◆ Work order: The word "registration" appears in some lines of the listing below; report how many such lines there are, and nothing else.

◆ Supplied information:
--------------------

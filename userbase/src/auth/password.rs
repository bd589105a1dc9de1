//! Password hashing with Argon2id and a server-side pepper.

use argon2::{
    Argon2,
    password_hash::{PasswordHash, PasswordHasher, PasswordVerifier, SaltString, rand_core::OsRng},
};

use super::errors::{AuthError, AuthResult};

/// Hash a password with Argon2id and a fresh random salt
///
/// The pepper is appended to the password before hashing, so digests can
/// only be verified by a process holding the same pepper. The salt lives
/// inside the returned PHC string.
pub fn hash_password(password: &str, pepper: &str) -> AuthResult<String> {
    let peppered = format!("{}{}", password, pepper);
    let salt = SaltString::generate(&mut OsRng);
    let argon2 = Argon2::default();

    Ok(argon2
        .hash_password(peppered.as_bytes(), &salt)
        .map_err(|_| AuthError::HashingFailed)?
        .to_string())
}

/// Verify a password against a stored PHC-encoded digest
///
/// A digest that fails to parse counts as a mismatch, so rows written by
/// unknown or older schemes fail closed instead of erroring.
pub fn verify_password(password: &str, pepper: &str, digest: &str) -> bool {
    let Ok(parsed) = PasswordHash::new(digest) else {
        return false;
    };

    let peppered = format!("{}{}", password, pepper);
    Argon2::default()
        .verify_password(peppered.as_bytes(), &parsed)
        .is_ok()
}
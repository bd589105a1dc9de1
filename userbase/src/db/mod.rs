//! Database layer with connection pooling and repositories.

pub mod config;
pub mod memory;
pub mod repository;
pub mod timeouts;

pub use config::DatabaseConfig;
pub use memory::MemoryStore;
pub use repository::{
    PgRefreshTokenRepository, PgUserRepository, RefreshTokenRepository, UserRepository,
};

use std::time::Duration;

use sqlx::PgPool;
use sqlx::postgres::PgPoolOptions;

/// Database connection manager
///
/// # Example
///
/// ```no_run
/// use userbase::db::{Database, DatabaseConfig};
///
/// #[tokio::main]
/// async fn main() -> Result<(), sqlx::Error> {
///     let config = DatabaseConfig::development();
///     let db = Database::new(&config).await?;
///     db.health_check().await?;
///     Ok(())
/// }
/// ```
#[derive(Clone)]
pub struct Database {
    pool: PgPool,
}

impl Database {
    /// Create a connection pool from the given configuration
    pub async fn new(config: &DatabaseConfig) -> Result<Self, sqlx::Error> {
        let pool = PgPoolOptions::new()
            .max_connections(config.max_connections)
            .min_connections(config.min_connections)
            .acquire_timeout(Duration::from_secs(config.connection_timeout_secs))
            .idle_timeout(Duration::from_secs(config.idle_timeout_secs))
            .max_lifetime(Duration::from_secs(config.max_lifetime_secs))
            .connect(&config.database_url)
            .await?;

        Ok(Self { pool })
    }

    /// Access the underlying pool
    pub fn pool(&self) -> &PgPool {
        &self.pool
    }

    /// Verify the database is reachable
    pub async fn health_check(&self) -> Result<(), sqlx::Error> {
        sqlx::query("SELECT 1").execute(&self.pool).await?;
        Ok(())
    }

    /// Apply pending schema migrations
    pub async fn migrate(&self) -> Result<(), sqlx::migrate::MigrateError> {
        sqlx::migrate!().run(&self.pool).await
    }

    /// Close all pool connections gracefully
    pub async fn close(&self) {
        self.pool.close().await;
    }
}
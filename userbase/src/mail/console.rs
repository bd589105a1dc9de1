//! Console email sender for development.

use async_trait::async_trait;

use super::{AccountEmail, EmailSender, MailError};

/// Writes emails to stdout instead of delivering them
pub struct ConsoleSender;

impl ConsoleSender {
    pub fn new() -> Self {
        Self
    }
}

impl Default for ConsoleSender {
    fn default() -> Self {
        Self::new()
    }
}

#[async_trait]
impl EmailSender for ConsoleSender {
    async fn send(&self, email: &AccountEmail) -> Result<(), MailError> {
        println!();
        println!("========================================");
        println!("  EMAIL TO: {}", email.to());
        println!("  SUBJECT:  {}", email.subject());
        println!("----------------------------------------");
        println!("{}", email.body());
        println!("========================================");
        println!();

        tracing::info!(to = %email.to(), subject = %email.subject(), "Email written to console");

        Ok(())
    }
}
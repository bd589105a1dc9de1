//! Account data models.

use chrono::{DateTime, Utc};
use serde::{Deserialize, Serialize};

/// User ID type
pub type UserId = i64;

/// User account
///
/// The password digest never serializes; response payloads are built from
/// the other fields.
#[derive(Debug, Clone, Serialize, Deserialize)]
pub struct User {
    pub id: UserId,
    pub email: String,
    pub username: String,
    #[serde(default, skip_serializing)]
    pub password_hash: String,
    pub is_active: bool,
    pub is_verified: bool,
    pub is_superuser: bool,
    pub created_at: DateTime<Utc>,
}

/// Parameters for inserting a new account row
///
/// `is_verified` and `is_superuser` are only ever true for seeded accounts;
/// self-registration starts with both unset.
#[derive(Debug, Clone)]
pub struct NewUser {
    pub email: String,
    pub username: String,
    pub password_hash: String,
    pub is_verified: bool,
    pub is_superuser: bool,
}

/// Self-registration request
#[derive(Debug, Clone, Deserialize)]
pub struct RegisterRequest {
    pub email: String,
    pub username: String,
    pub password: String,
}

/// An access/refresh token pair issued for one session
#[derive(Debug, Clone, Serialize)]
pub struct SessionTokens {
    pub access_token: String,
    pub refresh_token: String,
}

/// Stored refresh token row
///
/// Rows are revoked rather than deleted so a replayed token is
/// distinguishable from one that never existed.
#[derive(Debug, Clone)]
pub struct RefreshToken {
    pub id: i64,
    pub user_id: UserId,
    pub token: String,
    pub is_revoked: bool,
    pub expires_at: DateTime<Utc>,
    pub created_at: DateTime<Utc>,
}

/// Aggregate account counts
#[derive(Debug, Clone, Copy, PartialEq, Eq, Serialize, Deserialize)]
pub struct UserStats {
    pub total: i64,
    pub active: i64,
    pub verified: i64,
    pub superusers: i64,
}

--------------------

◆ Result for this exercise: 2